Starting at the first line of the records below, transcribe each line exactly, ending with the line that contains "id) -> receipt".

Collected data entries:
Content starts

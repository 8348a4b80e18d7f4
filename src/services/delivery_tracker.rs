//! Per-recipient delivery and read state.
//!
//! Receipts are monotonic: `delivered_at` keeps the earliest value ever
//! recorded, `read_at` the latest, and a read always implies a delivery no
//! later than the read itself.
//! Concurrent read-marks for the same (thread, recipient) pair commute and
//! converge to the maximum watermark observed.

use crate::models::message::Message;
use chrono::{DateTime, Utc};
use serde::{Deserialize, Serialize};
use std::collections::HashMap;
use tokio::sync::RwLock;
use uuid::Uuid;

#[derive(Debug, Clone, Copy, Default, PartialEq, Eq, Serialize, Deserialize)]
pub struct DeliveryReceipt {
    pub delivered_at: Option<DateTime<Utc>>,
    pub read_at: Option<DateTime<Utc>>,
}

#[derive(Default)]
struct TrackerInner {
    // (message id, recipient id) -> receipt
    receipts: HashMap<(Uuid, Uuid), DeliveryReceipt>,
    // (conversation id, recipient id) -> last-read watermark
    last_read: HashMap<(Uuid, Uuid), DateTime<Utc>>,
}

#[derive(Default)]
pub struct DeliveryTracker {
    inner: RwLock<TrackerInner>,
}

impl DeliveryTracker {
    pub fn new() -> Self {
        Self::default()
    }

    /// Creates empty receipts for every recipient of a freshly appended
    /// message. Existing receipts are left alone.
    pub async fn init_receipts(&self, message_id: Uuid, recipients: &[Uuid]) {
        let mut guard = self.inner.write().await;
        for recipient in recipients {
            guard
                .receipts
                .entry((message_id, *recipient))
                .or_default();
        }
    }

    /// Idempotent: the earliest recorded delivery wins.
    pub async fn mark_delivered(
        &self,
        message_id: Uuid,
        recipient_id: Uuid,
        at: DateTime<Utc>,
    ) -> DeliveryReceipt {
        let mut guard = self.inner.write().await;
        let receipt = guard.receipts.entry((message_id, recipient_id)).or_default();
        receipt.delivered_at = Some(match receipt.delivered_at {
            Some(existing) => existing.min(at),
            None => at,
        });
        *receipt
    }

    /// Marks every message with `created_at <= up_to` and a different sender
    /// as read for the recipient, backfilling `delivered_at` where absent.
    /// Advances the last-read watermark to the monotonic maximum; a stale
    /// `up_to` never regresses anything. Returns how many receipts moved.
    pub async fn mark_read(
        &self,
        conversation_id: Uuid,
        recipient_id: Uuid,
        up_to: DateTime<Utc>,
        messages: &[Message],
    ) -> usize {
        let mut guard = self.inner.write().await;
        let mut advanced = 0;

        for message in messages {
            if message.sender_id == recipient_id || message.created_at > up_to {
                continue;
            }
            let receipt = guard
                .receipts
                .entry((message.id, recipient_id))
                .or_default();
            let read_at = match receipt.read_at {
                Some(existing) => existing.max(up_to),
                None => up_to,
            };
            if receipt.read_at != Some(read_at) {
                advanced += 1;
            }
            receipt.read_at = Some(read_at);
            // Reading implies delivery, and delivery can never postdate the
            // read. Earliest delivery wins.
            receipt.delivered_at = Some(match receipt.delivered_at {
                Some(existing) => existing.min(read_at),
                None => read_at,
            });
        }

        guard
            .last_read
            .entry((conversation_id, recipient_id))
            .and_modify(|existing| *existing = (*existing).max(up_to))
            .or_insert(up_to);

        tracing::debug!(
            conversation_id = %conversation_id,
            recipient_id = %recipient_id,
            %up_to,
            advanced,
            "read marker advanced"
        );
        advanced
    }

    pub async fn receipt(&self, message_id: Uuid, recipient_id: Uuid) -> Option<DeliveryReceipt> {
        let guard = self.inner.read().await;
        guard.receipts.get(&(message_id, recipient_id)).copied()
    }

    pub async fn last_read(
        &self,
        conversation_id: Uuid,
        recipient_id: Uuid,
    ) -> Option<DateTime<Utc>> {
        let guard = self.inner.read().await;
        guard.last_read.get(&(conversation_id, recipient_id)).copied()
    }
}
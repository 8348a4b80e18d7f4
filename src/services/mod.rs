pub mod conversation_registry;
pub mod delivery_tracker;
pub mod gateway;
pub mod message_store;
pub mod moderation;
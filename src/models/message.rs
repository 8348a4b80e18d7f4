use chrono::{DateTime, Utc};
use serde::{Deserialize, Serialize};
use serde_json::{Map, Value as JsonValue};
use uuid::Uuid;

#[derive(Debug, Clone, Copy, PartialEq, Eq, Serialize, Deserialize, Default)]
#[serde(rename_all = "lowercase")]
pub enum MessageKind {
    #[default]
    Text,
    Image,
    File,
    System,
}

#[derive(Debug, Clone, Serialize, Deserialize)]
pub struct Message {
    pub id: Uuid,
    pub conversation_id: Uuid,
    pub sender_id: Uuid,
    /// Absent for group threads.
    pub receiver_id: Option<Uuid>,
    pub content: String,
    pub kind: MessageKind,
    pub created_at: DateTime<Utc>,
    pub edited_at: Option<DateTime<Utc>>,
    /// Soft-delete tombstone. Retained for audit, never physically purged.
    pub deleted_at: Option<DateTime<Utc>>,
    /// Must reference a message in the same thread.
    pub reply_to_id: Option<Uuid>,
    pub version: i32,
    /// At most one reaction per (user, emoji) pair.
    #[serde(default)]
    pub reactions: Vec<Reaction>,
    #[serde(default)]
    pub metadata: Map<String, JsonValue>,
}

#[derive(Debug, Clone, PartialEq, Eq, Serialize, Deserialize)]
pub struct Reaction {
    pub emoji: String,
    pub user_id: Uuid,
    pub reacted_at: DateTime<Utc>,
}

impl Message {
    pub fn is_deleted(&self) -> bool {
        self.deleted_at.is_some()
    }

    pub fn order_key(&self) -> OrderKey {
        OrderKey {
            created_at: self.created_at,
            id: self.id,
        }
    }
}

/// Deterministic total order over the messages of a thread. The id breaks
/// ties between equal timestamps.
#[derive(Debug, Clone, Copy, PartialEq, Eq, PartialOrd, Ord, Hash)]
pub struct OrderKey {
    pub created_at: DateTime<Utc>,
    pub id: Uuid,
}

/// Input for a message append. `created_at` is advisory (stamped from the
/// transport envelope when present); appends are linearized by arrival at
/// the store regardless.
#[derive(Debug, Clone)]
pub struct NewMessage {
    pub conversation_id: Uuid,
    pub sender_id: Uuid,
    pub receiver_id: Option<Uuid>,
    pub content: String,
    pub kind: MessageKind,
    pub created_at: Option<DateTime<Utc>>,
    pub reply_to_id: Option<Uuid>,
    pub metadata: Map<String, JsonValue>,
}

impl NewMessage {
    pub fn text(conversation_id: Uuid, sender_id: Uuid, content: impl Into<String>) -> Self {
        Self {
            conversation_id,
            sender_id,
            receiver_id: None,
            content: content.into(),
            kind: MessageKind::Text,
            created_at: None,
            reply_to_id: None,
            metadata: Map::new(),
        }
    }

    pub fn at(mut self, created_at: DateTime<Utc>) -> Self {
        self.created_at = Some(created_at);
        self
    }

    pub fn reply_to(mut self, message_id: Uuid) -> Self {
        self.reply_to_id = Some(message_id);
        self
    }
}

/// One page of a descending `(created_at, id)` listing. The cursor is
/// opaque; feeding it back resumes the sequence exactly where it stopped.
#[derive(Debug, Clone, Serialize, Deserialize)]
pub struct MessagePage {
    pub messages: Vec<Message>,
    pub next_cursor: Option<String>,
}
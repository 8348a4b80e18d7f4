use crate::models::conversation::ConversationStatus;
use thiserror::Error;

pub type ChatResult<T> = Result<T, ChatError>;

#[derive(Debug, Error, Clone, PartialEq)]
pub enum ChatError {
    #[error("validation failed: {0}")]
    Validation(String),

    #[error("permission denied: {0}")]
    PermissionDenied(String),

    #[error("invalid status transition: {from} -> {to}")]
    InvalidStateTransition {
        from: ConversationStatus,
        to: ConversationStatus,
    },

    #[error("not found: {0}")]
    NotFound(String),

    #[error("transient i/o failure: {0}")]
    TransientIo(String),

    #[error("permanent i/o failure: {0}")]
    PermanentIo(String),

    #[error("configuration error: {0}")]
    Config(String),
}

impl ChatError {
    /// Returns whether this error is retryable. Validation, permission,
    /// state-machine, and not-found errors surface synchronously and are
    /// never retried.
    pub fn is_retryable(&self) -> bool {
        matches!(self, ChatError::TransientIo(_))
    }
}
#[cfg(test)]
mod tests {
    use super::*;
    use crate::models::conversation::{ConversationKind, ConversationStatus, Participant};
    use chrono::Duration;
    use serde_json::Map;

    fn conversation(participants: &[Uuid]) -> Conversation {
        Conversation {
            id: Uuid::new_v4(),
            participants: participants.iter().map(|u| Participant::member(*u)).collect(),
            title: "test".into(),
            kind: ConversationKind::Direct,
            status: ConversationStatus::Active,
            created_at: Utc::now(),
            updated_at: Utc::now(),
            last_message_id: None,
            metadata: Map::new(),
        }
    }

    fn new_message(conv: &Conversation, sender: Uuid, content: &str) -> NewMessage {
        NewMessage::text(conv.id, sender, content)
    }

    #[tokio::test]
    async fn listing_is_ordered_regardless_of_append_order() {
        let store = MessageStore::new();
        let (a, b) = (Uuid::new_v4(), Uuid::new_v4());
        let conv = conversation(&[a, b]);

        let base = Utc::now();
        // Append out of chronological order.
        for offset in [3i64, 1, 2] {
            store
                .append(
                    new_message(&conv, a, &format!("m{offset}"))
                        .at(base + Duration::seconds(offset)),
                    &conv,
                )
                .await
                .unwrap();
        }

        let page = store.list(conv.id, None, 10).await.unwrap();
        let contents: Vec<_> = page.messages.iter().map(|m| m.content.as_str()).collect();
        assert_eq!(contents, ["m3", "m2", "m1"]);
        assert!(page.next_cursor.is_none());
    }

    #[tokio::test]
    async fn equal_timestamps_are_tie_broken_by_id() {
        let store = MessageStore::new();
        let (a, b) = (Uuid::new_v4(), Uuid::new_v4());
        let conv = conversation(&[a, b]);
        let at = Utc::now();

        for i in 0..5 {
            store
                .append(new_message(&conv, a, &format!("m{i}")).at(at), &conv)
                .await
                .unwrap();
        }

        let page = store.list(conv.id, None, 10).await.unwrap();
        assert_eq!(page.messages.len(), 5);
        let ids: Vec<_> = page.messages.iter().map(|m| m.id).collect();
        let mut sorted = ids.clone();
        sorted.sort_by(|x, y| y.cmp(x));
        assert_eq!(ids, sorted);
    }

    #[tokio::test]
    async fn cursor_pagination_is_restartable() {
        let store = MessageStore::new();
        let (a, b) = (Uuid::new_v4(), Uuid::new_v4());
        let conv = conversation(&[a, b]);
        let base = Utc::now();

        for i in 0..7i64 {
            store
                .append(
                    new_message(&conv, a, &format!("m{i}")).at(base + Duration::seconds(i)),
                    &conv,
                )
                .await
                .unwrap();
        }

        let mut seen = Vec::new();
        let mut cursor: Option<String> = None;
        loop {
            let page = store.list(conv.id, cursor.as_deref(), 3).await.unwrap();
            seen.extend(page.messages.iter().map(|m| m.content.clone()));
            match page.next_cursor {
                Some(next) => cursor = Some(next),
                None => break,
            }
        }
        assert_eq!(seen, ["m6", "m5", "m4", "m3", "m2", "m1", "m0"]);
    }

    #[tokio::test]
    async fn non_participant_sender_is_rejected() {
        let store = MessageStore::new();
        let (a, b) = (Uuid::new_v4(), Uuid::new_v4());
        let conv = conversation(&[a, b]);
        let outsider = Uuid::new_v4();

        let err = store
            .append(new_message(&conv, outsider, "hi"), &conv)
            .await
            .unwrap_err();
        assert!(matches!(err, ChatError::PermissionDenied(_)));
    }

    #[tokio::test]
    async fn reply_must_target_same_thread() {
        let store = MessageStore::new();
        let (a, b) = (Uuid::new_v4(), Uuid::new_v4());
        let conv1 = conversation(&[a, b]);
        let conv2 = conversation(&[a, b]);

        let original = store
            .append(new_message(&conv1, a, "root"), &conv1)
            .await
            .unwrap();

        let err = store
            .append(new_message(&conv2, a, "reply").reply_to(original.id), &conv2)
            .await
            .unwrap_err();
        assert!(matches!(err, ChatError::Validation(_)));

        let err = store
            .append(
                new_message(&conv1, a, "reply").reply_to(Uuid::new_v4()),
                &conv1,
            )
            .await
            .unwrap_err();
        assert!(matches!(err, ChatError::NotFound(_)));

        store
            .append(new_message(&conv1, b, "reply").reply_to(original.id), &conv1)
            .await
            .unwrap();
    }

    #[tokio::test]
    async fn soft_delete_requires_sender_or_admin() {
        let store = MessageStore::new();
        let (a, b) = (Uuid::new_v4(), Uuid::new_v4());
        let conv = conversation(&[a, b]);
        let msg = store
            .append(new_message(&conv, a, "hello"), &conv)
            .await
            .unwrap();

        let err = store.soft_delete(msg.id, Actor::user(b)).await.unwrap_err();
        assert!(matches!(err, ChatError::PermissionDenied(_)));

        let deleted = store.soft_delete(msg.id, Actor::user(a)).await.unwrap();
        assert!(deleted.is_deleted());

        // Admin may delete someone else's message; repeat calls are no-ops.
        let again = store.soft_delete(msg.id, Actor::admin(b)).await.unwrap();
        assert_eq!(again.deleted_at, deleted.deleted_at);
        assert_eq!(store.count_total(conv.id).await, 1);
    }

    #[tokio::test]
    async fn edit_bumps_version_and_rejects_tombstones() {
        let store = MessageStore::new();
        let (a, b) = (Uuid::new_v4(), Uuid::new_v4());
        let conv = conversation(&[a, b]);
        let msg = store
            .append(new_message(&conv, a, "v1"), &conv)
            .await
            .unwrap();

        let err = store
            .edit(msg.id, Actor::user(b), "nope".into())
            .await
            .unwrap_err();
        assert!(matches!(err, ChatError::PermissionDenied(_)));

        let edited = store.edit(msg.id, Actor::user(a), "v2".into()).await.unwrap();
        assert_eq!(edited.content, "v2");
        assert_eq!(edited.version, 2);
        assert!(edited.edited_at.is_some());

        store.soft_delete(msg.id, Actor::user(a)).await.unwrap();
        let err = store
            .edit(msg.id, Actor::user(a), "v3".into())
            .await
            .unwrap_err();
        assert!(matches!(err, ChatError::Validation(_)));
    }

    #[tokio::test]
    async fn reactions_are_per_user_per_emoji() {
        let store = MessageStore::new();
        let (a, b) = (Uuid::new_v4(), Uuid::new_v4());
        let conv = conversation(&[a, b]);
        let msg = store
            .append(new_message(&conv, a, "hello"), &conv)
            .await
            .unwrap();

        store.add_reaction(msg.id, b, "👍").await.unwrap();
        // Same pair again is a no-op; a second emoji stacks.
        store.add_reaction(msg.id, b, "👍").await.unwrap();
        let updated = store.add_reaction(msg.id, b, "❤️").await.unwrap();
        assert_eq!(updated.reactions.len(), 2);

        let updated = store.remove_reaction(msg.id, b, "👍").await.unwrap();
        assert_eq!(updated.reactions.len(), 1);
        assert_eq!(updated.reactions[0].emoji, "❤️");

        // Removing what is not there changes nothing.
        let updated = store.remove_reaction(msg.id, a, "❤️").await.unwrap();
        assert_eq!(updated.reactions.len(), 1);

        store.soft_delete(msg.id, Actor::user(a)).await.unwrap();
        let err = store.add_reaction(msg.id, b, "👍").await.unwrap_err();
        assert!(matches!(err, ChatError::Validation(_)));
    }

    #[tokio::test]
    async fn average_response_covers_sender_changes_only() {
        let store = MessageStore::new();
        let (a, b) = (Uuid::new_v4(), Uuid::new_v4());
        let conv = conversation(&[a, b]);
        let base = Utc::now();

        store
            .append(new_message(&conv, a, "q1").at(base), &conv)
            .await
            .unwrap();
        assert_eq!(store.average_response_ms(conv.id).await, None);

        // a -> b after 2s, b -> a after 4s; a's follow-up to itself is
        // not a response.
        store
            .append(
                new_message(&conv, b, "a1").at(base + Duration::seconds(2)),
                &conv,
            )
            .await
            .unwrap();
        store
            .append(
                new_message(&conv, a, "q2").at(base + Duration::seconds(6)),
                &conv,
            )
            .await
            .unwrap();
        store
            .append(
                new_message(&conv, a, "q3").at(base + Duration::seconds(7)),
                &conv,
            )
            .await
            .unwrap();

        assert_eq!(store.average_response_ms(conv.id).await, Some(3000));
    }

    #[tokio::test]
    async fn unread_excludes_own_and_deleted_messages() {
        let store = MessageStore::new();
        let (a, b) = (Uuid::new_v4(), Uuid::new_v4());
        let conv = conversation(&[a, b]);

        let m1 = store
            .append(new_message(&conv, a, "one"), &conv)
            .await
            .unwrap();
        store
            .append(new_message(&conv, a, "two"), &conv)
            .await
            .unwrap();
        store
            .append(new_message(&conv, b, "mine"), &conv)
            .await
            .unwrap();

        assert_eq!(store.count_unread(conv.id, b, None).await, 2);

        store.soft_delete(m1.id, Actor::user(a)).await.unwrap();
        assert_eq!(store.count_unread(conv.id, b, None).await, 1);
        assert_eq!(store.count_total(conv.id).await, 3);
    }
}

Content ends

Finished task:
repository 8348a4b80e18d7f4
filename src/services/delivery_tracker.rs
//! Per-recipient delivery and read state.
//!
//! Receipts are monotonic: `delivered_at` keeps the earliest value ever
//! recorded, `read_at` the latest, and a read always implies a delivery no
//! later than the read itself.
//! Concurrent read-marks for the same (thread, recipient) pair commute and
//! converge to the maximum watermark observed.

use crate::models::message::Message;
use chrono::{DateTime, Utc};
use serde::{Deserialize, Serialize};
use std::collections::HashMap;
use tokio::sync::RwLock;
use uuid::Uuid;

#[derive(Debug, Clone, Copy, Default, PartialEq, Eq, Serialize, Deserialize)]
pub struct DeliveryReceipt {
    pub delivered_at: Option<DateTime<Utc>>,
    pub read_at: Option<DateTime<Utc>>,
}

#[derive(Default)]
struct TrackerInner {
    // (message id, recipient id) -> receipt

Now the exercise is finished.